In article <174@unc.unc.UUCP> oliver@unc.UUCP (Bill Oliver) writes:

>>they solved cancer they would lose their funding.Even with this asside if they
>>found out that the natural way worked would they admit it?  ...
>
>I have done my best to stay out of these discussions about
>"natural" medicine, since they reduce so quickly to statements
>of faith and magic by those who decry conventional medicine. ...

In all this discussion of 'natural' medicine I haven't seen anyone
bring up what seems to me to be a key issue: what exactly does the
word 'natural' signify when a practitioner of 'natural' medicine
accuses the conventional practitioner of hypocrisy or worse?
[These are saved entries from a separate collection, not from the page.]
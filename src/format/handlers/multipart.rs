//! Multipart compose handler (spec §4.3.5): build [`crate::message::Part`]s from data,
//! metadata, filesystem, or an inline template.

use crate::error::RunnerError;
use crate::format::{parse_options, ExecContext, FormatOperation, OperationHandler};
use crate::message::{Message, Part};
use serde::Deserialize;
use serde_json::Value;
use std::collections::HashMap;
use std::io::Read;

const COMPONENT: &str = "format.multipart";

#[derive(Debug, Clone, Copy, PartialEq, Eq, Deserialize)]
#[serde(rename_all = "lowercase")]
pub enum Source {
    Data,
    Metadata,
    Filesystem,
    Template,
}

#[derive(Debug, Clone, Copy, PartialEq, Eq, Deserialize)]
#[serde(rename_all = "lowercase")]
pub enum MetaFormat {
    Json,
    Yaml,
    Text,
}

impl Default for MetaFormat {
    fn default() -> Self {
        MetaFormat::Json
    }
}

#[derive(Debug, Clone, Deserialize)]
pub struct PartConfig {
    pub name: String,
    pub source: Source,
    #[serde(default)]
    pub path: Option<String>,
    #[serde(default)]
    pub keys: Vec<String>,
    #[serde(default)]
    pub format: MetaFormat,
    #[serde(default, rename = "contentType")]
    pub content_type: Option<String>,
    #[serde(default)]
    pub filename: Option<String>,
    #[serde(default)]
    pub compress: bool,
    #[serde(default)]
    pub template: Option<String>,
    #[serde(default)]
    pub headers: HashMap<String, String>,
}

#[derive(Debug, Clone, Deserialize)]
pub struct MultipartOptions {
    pub parts: Vec<PartConfig>,
    #[serde(default, rename = "clearExisting")]
    pub clear_existing: bool,
}

fn serialize_metadata(metadata: &HashMap<String, String>, keys: &[String], format: MetaFormat) -> Result<Vec<u8>, RunnerError> {
    let selected: Vec<(&String, &String)> = if keys.is_empty() {
        metadata.iter().collect()
    } else {
        keys.iter().filter_map(|k| metadata.get(k).map(|v| (k, v))).collect()
    };
    match format {
        MetaFormat::Json => {
            let map: serde_json::Map<String, Value> = selected
                .into_iter()
                .map(|(k, v)| (k.clone(), Value::String(v.clone())))
                .collect();
            serde_json::to_vec(&Value::Object(map))
                .map_err(|e| RunnerError::internal(COMPONENT, e.to_string()))
        }
        MetaFormat::Yaml => {
            let map: serde_yaml::Mapping = selected
                .into_iter()
                .map(|(k, v)| (serde_yaml::Value::from(k.clone()), serde_yaml::Value::from(v.clone())))
                .collect();
            serde_yaml::to_string(&serde_yaml::Value::Mapping(map))
                .map(|s| s.into_bytes())
                .map_err(|e| RunnerError::internal(COMPONENT, e.to_string()))
        }
        MetaFormat::Text => {
            let mut out = String::new();
            for (k, v) in selected {
                out.push_str(k);
                out.push('=');
                out.push_str(v);
                out.push('\n');
            }
            Ok(out.into_bytes())
        }
    }
}

fn gzip_bytes(data: &[u8]) -> Result<Vec<u8>, RunnerError> {
    let mut encoder = flate2::read::GzEncoder::new(data, flate2::Compression::default());
    let mut out = Vec::new();
    encoder
        .read_to_end(&mut out)
        .map_err(|e| RunnerError::internal(COMPONENT, format!("gzip compress: {e}")))?;
    Ok(out)
}

pub struct MultipartHandler;

impl MultipartHandler {
    fn build_part(&self, msg: &Message, cfg: &PartConfig) -> Result<Option<Part>, RunnerError> {
        let mut data = match cfg.source {
            Source::Data => msg.data.clone(),
            Source::Metadata => serialize_metadata(&msg.metadata, &cfg.keys, cfg.format)?,
            Source::Filesystem => {
                let path = cfg.path.as_deref().ok_or_else(|| {
                    RunnerError::config_invalid(COMPONENT, "source=filesystem requires path")
                })?;
                let fs = msg.filesystem().ok_or_else(|| {
                    RunnerError::input_unavailable(COMPONENT, "no filesystem attached to message")
                })?;
                fs.read(path)
                    .map_err(|e| RunnerError::input_unavailable(COMPONENT, e.to_string()))?
            }
            Source::Template => {
                let template = cfg.template.as_deref().ok_or_else(|| {
                    RunnerError::config_invalid(COMPONENT, "source=template requires a template string")
                })?;
                let ctx_value = serde_json::json!({
                    "metadata": msg.metadata,
                    "data": String::from_utf8_lossy(&msg.data),
                });
                let mut env = minijinja::Environment::new();
                env.set_auto_escape_callback(|_| minijinja::AutoEscape::None);
                env.render_str(template, &ctx_value)
                    .map_err(|e| RunnerError::parse_failed(COMPONENT, e.to_string()))?
                    .into_bytes()
            }
        };
        if cfg.compress {
            data = gzip_bytes(&data)?;
        }
        let mut part = Part::new(cfg.name.clone(), data);
        part.filename = cfg.filename.clone();
        part.content_type = cfg.content_type.clone();
        part.headers = cfg.headers.clone();
        Ok(Some(part))
    }
}

impl OperationHandler for MultipartHandler {
    fn name(&self) -> &'static str {
        "multipart"
    }

    fn validate(&self, op: &FormatOperation) -> Result<(), RunnerError> {
        let opts: MultipartOptions = parse_options(COMPONENT, &op.options)?;
        for part in &opts.parts {
            if part.name.is_empty() {
                return Err(RunnerError::validation_failed(COMPONENT, "part name is required"));
            }
            match part.source {
                Source::Filesystem if part.path.is_none() => {
                    return Err(RunnerError::validation_failed(
                        COMPONENT,
                        "source=filesystem requires path",
                    ));
                }
                Source::Template if part.template.as_deref().unwrap_or("").is_empty() => {
                    return Err(RunnerError::validation_failed(
                        COMPONENT,
                        "source=template requires a non-empty template string",
                    ));
                }
                _ => {}
            }
        }
        Ok(())
    }

    fn execute(&self, _ctx: &ExecContext, msg: &mut Message, op: &FormatOperation) -> Result<(), RunnerError> {
        let opts: MultipartOptions = parse_options(COMPONENT, &op.options)?;
        if opts.clear_existing {
            msg.parts.clear();
        }
        for cfg in &opts.parts {
            match self.build_part(msg, cfg) {
                Ok(Some(part)) => msg.parts.push(part),
                Ok(None) => {}
                Err(e) => return Err(e),
            }
        }
        Ok(())
    }
}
The use
of the phrase 'natural medicine' implies that practices that do not
adhere to a certain naturalistic philosophy are in some sense suspect.
Thus we have 'natural nutrition' opposed to 'artificial nutrition,' so
that a vitamin cooked up in a laboratory is missing some vital essence
that's present in an otherwise identical vitamin that occurs
naturally. Go to your local health food store: you'll see 'natural'
sources of minerals like calcium available.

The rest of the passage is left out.